#### [DATA SUPPLIED]
********
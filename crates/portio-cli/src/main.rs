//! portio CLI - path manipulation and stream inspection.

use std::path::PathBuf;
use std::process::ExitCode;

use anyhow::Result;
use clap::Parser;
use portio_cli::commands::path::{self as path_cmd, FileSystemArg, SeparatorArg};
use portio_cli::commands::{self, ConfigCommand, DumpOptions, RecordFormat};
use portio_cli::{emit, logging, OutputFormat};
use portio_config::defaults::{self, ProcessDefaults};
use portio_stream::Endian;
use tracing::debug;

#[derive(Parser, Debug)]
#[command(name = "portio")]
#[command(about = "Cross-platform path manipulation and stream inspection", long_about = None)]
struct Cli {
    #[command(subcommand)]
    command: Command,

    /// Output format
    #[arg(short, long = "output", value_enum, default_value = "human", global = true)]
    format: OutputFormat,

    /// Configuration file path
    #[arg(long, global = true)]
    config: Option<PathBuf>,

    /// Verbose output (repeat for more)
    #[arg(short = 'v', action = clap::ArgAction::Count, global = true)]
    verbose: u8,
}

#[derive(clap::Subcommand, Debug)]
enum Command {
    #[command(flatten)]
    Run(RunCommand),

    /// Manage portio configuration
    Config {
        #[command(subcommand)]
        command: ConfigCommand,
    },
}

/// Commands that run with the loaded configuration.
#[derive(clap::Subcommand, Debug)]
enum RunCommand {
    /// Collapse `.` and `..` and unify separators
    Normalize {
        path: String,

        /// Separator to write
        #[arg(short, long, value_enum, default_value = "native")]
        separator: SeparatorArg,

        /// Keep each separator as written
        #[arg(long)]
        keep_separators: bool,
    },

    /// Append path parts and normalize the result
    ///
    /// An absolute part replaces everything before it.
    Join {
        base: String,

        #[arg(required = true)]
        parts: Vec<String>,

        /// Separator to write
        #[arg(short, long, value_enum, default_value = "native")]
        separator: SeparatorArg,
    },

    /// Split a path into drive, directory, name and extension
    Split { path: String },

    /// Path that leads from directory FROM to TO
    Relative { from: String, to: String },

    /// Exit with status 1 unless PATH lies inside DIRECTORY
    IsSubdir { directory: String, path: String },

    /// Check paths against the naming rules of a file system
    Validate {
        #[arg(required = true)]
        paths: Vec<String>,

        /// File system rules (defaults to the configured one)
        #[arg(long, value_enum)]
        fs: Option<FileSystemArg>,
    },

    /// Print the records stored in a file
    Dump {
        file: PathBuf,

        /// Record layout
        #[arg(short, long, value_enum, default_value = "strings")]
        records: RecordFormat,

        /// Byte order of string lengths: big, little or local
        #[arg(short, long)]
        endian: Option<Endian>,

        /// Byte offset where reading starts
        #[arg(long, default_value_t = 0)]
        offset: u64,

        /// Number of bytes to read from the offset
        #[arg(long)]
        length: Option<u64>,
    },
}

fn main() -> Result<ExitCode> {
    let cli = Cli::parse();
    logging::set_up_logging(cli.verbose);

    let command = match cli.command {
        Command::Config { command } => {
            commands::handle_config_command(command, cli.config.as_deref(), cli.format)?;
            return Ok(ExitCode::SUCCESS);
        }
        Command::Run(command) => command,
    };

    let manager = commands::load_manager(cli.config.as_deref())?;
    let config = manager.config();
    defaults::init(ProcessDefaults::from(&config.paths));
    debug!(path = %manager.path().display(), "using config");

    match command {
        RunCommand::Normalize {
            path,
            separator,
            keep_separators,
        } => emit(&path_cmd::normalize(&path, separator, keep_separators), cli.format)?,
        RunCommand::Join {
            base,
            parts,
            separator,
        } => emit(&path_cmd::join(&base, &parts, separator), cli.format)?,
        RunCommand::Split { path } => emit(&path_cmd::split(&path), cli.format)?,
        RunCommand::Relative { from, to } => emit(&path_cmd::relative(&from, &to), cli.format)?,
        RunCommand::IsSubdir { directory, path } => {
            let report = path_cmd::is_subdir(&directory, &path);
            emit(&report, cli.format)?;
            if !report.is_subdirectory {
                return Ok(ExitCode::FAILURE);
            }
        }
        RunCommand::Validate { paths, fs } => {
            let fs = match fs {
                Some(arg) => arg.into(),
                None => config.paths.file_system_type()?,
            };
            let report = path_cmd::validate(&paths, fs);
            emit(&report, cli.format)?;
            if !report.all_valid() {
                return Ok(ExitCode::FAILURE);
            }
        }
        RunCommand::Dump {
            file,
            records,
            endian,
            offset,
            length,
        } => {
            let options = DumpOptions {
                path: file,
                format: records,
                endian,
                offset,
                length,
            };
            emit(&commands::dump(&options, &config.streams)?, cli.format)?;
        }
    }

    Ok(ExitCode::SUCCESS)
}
********
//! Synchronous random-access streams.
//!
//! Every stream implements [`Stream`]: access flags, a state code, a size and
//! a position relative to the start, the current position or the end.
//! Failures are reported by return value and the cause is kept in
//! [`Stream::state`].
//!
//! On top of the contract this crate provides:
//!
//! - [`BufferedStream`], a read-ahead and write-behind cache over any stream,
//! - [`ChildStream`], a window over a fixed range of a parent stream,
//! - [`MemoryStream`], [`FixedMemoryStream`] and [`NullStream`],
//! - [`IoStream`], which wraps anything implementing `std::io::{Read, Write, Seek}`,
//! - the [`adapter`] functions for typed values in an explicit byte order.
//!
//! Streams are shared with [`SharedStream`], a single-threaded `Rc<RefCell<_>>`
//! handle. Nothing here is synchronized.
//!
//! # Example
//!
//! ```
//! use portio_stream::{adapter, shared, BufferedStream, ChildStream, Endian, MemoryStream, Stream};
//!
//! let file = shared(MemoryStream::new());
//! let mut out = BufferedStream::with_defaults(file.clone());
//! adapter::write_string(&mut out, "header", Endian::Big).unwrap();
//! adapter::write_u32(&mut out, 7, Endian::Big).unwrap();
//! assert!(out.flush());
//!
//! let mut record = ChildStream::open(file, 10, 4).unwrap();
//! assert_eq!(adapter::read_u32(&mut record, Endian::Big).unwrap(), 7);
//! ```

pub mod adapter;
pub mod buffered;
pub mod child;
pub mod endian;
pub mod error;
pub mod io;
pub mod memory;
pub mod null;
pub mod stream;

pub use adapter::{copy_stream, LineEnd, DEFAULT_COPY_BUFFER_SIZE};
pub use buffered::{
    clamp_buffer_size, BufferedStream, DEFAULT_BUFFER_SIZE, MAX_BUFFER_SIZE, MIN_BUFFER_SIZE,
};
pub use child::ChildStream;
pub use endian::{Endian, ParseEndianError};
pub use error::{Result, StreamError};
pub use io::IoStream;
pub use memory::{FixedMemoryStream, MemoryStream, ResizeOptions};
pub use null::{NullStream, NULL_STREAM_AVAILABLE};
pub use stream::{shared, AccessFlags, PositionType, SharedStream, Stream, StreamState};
********
#### [TASK INSTRUCTIONS]
For this listing, copy out every line that includes the word "PathBuf".

#### [WRITTEN REPLY]
use std::path::PathBuf;
    config: Option<PathBuf>,
        file: PathBuf,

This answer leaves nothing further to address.